EXERCISE AIM. From the records below, copy out exactly the lines from the one containing "the given configuration." to the one containing "let client = Client::builder()", both included. Add nothing else.

EXCERPTED DATA.

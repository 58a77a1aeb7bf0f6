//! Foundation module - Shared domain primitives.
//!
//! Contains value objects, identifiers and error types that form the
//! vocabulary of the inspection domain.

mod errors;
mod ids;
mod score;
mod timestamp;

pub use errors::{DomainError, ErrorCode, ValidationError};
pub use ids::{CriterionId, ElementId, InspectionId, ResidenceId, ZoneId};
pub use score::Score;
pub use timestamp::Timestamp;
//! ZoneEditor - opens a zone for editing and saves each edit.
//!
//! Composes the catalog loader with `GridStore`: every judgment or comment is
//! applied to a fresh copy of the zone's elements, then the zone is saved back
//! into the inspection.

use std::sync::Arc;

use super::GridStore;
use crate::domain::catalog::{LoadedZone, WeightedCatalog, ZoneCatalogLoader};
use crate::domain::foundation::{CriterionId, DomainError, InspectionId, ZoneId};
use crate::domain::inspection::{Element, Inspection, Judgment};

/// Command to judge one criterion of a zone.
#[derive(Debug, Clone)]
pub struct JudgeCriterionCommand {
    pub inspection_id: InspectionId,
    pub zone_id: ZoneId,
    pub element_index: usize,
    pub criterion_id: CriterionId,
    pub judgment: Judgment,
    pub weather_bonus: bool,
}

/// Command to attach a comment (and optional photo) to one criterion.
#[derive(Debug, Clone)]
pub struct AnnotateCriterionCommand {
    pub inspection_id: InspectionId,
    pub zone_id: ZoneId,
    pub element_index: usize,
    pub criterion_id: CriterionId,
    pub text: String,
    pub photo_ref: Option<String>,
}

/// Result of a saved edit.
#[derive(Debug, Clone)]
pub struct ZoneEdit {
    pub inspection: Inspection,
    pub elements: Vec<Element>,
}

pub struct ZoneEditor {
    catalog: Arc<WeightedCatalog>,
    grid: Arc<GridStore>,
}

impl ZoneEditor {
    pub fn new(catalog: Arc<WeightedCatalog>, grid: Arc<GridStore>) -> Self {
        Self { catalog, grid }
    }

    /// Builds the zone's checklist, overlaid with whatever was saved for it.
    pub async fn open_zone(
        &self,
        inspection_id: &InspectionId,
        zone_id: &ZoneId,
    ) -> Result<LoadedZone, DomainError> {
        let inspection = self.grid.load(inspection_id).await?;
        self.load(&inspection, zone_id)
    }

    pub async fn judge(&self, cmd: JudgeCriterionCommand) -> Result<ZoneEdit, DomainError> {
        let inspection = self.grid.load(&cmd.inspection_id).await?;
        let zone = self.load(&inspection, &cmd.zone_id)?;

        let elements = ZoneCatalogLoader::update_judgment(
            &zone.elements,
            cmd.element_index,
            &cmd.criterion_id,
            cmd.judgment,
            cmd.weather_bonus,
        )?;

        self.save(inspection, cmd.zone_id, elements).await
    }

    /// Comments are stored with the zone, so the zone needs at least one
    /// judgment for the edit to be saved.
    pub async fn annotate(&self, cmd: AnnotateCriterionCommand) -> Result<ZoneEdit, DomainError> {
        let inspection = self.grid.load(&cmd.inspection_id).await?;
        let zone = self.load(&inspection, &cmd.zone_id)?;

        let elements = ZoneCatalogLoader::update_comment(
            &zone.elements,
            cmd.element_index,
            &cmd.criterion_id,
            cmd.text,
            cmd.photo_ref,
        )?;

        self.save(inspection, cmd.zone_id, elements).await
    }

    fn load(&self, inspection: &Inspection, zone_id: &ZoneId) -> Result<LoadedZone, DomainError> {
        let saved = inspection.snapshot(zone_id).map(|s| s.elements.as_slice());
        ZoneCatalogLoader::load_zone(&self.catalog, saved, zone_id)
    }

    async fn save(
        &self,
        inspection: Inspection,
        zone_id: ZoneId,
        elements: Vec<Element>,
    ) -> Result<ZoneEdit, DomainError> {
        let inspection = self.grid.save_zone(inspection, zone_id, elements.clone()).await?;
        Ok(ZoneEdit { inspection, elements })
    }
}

==

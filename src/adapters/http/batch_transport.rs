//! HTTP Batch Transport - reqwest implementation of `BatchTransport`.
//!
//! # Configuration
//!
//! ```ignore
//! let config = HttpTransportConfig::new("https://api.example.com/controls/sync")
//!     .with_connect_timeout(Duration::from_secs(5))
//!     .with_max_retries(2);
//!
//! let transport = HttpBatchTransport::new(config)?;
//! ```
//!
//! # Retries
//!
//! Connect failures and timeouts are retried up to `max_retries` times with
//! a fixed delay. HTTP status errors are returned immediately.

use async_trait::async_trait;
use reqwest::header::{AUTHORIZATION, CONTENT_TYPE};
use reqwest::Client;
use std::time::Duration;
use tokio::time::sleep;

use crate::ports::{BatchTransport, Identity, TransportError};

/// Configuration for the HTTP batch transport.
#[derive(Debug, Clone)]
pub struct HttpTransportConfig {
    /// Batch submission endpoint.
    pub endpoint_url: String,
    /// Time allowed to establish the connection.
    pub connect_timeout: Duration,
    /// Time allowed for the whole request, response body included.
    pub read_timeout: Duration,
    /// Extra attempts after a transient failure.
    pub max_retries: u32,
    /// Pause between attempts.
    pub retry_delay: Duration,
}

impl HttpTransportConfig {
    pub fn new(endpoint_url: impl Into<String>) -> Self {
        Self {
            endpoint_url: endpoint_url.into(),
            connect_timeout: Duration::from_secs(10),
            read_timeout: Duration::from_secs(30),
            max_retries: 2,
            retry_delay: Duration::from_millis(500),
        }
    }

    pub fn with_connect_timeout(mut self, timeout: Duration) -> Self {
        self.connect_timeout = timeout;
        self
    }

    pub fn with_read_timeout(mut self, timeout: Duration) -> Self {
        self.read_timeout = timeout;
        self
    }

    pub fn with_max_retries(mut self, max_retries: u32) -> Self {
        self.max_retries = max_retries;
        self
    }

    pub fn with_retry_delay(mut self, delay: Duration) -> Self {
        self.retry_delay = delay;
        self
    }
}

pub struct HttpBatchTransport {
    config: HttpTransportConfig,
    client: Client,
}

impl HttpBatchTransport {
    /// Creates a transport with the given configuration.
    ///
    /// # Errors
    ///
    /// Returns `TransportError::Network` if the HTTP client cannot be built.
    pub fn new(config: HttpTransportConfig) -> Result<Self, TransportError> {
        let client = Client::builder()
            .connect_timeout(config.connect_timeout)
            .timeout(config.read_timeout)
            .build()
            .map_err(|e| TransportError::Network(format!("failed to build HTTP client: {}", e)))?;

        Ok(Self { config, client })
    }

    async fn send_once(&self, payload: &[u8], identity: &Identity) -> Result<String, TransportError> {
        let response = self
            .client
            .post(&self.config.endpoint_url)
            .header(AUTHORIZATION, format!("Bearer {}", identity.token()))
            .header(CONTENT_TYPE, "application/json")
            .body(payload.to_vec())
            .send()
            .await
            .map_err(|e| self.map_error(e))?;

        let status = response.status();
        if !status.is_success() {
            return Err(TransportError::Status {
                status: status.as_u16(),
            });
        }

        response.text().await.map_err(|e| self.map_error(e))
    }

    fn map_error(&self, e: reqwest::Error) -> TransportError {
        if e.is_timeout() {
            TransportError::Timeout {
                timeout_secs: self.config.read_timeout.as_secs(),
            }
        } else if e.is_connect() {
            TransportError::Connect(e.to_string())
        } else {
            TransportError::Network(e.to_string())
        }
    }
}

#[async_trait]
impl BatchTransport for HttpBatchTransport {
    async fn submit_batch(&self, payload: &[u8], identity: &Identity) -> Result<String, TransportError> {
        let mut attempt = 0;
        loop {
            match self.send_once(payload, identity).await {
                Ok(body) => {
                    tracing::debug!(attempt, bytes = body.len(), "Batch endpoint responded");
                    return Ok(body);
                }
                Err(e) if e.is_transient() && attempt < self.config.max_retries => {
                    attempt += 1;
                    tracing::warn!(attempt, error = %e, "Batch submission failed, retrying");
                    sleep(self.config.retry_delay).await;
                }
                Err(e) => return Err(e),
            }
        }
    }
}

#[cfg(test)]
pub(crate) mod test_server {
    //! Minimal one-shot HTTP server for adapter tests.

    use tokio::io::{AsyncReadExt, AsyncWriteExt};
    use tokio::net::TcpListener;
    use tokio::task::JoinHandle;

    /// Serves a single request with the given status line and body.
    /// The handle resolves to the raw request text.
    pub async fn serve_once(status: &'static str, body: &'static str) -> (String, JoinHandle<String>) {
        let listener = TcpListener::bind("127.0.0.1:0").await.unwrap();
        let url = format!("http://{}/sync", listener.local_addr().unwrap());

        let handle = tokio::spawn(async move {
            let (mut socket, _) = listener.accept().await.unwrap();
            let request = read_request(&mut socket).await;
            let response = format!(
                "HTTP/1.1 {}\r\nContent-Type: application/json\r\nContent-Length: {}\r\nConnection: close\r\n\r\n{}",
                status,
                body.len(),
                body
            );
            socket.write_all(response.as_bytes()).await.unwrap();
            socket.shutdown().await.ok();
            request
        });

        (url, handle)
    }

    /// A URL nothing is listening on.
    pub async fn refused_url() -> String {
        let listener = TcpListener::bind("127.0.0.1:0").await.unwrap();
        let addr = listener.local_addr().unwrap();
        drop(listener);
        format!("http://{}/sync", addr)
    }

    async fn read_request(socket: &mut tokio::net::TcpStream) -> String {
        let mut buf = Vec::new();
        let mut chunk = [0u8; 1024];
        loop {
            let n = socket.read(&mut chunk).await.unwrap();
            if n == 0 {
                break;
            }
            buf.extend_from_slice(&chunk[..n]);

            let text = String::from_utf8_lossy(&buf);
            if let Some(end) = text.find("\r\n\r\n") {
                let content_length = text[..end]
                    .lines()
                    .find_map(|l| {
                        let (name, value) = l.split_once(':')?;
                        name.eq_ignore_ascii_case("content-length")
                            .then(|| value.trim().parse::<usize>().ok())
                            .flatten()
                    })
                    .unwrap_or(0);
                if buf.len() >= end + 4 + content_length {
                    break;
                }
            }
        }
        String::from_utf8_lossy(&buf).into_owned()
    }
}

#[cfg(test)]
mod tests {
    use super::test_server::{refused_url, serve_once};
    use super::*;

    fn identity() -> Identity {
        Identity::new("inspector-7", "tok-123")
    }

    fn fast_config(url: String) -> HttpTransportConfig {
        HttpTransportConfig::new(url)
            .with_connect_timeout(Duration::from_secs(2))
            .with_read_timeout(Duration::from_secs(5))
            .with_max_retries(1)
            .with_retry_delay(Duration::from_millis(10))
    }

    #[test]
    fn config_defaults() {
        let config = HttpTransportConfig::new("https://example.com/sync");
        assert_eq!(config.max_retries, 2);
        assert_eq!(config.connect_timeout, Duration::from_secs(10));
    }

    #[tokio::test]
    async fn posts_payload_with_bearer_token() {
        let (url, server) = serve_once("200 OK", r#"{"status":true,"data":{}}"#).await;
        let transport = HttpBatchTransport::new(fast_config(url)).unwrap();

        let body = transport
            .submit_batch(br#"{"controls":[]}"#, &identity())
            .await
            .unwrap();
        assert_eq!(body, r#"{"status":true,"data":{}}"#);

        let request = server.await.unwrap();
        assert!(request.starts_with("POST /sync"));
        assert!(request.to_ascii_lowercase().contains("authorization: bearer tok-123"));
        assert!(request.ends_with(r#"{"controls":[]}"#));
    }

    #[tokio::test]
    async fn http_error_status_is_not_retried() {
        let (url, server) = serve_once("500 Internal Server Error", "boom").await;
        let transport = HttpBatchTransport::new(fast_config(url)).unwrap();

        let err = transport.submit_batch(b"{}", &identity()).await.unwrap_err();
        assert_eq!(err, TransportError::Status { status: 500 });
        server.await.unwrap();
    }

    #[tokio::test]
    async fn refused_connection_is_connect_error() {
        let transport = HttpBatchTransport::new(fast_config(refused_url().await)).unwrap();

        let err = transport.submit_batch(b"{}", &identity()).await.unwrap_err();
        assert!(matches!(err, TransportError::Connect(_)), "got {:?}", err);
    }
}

ANSWER TO THIS TASK.
    /// Creates a transport with the given configuration.
    ///
    /// # Errors
    ///
    /// Returns `TransportError::Network` if the HTTP client cannot be built.
    pub fn new(config: HttpTransportConfig) -> Result<Self, TransportError> {
        let client = Client::builder()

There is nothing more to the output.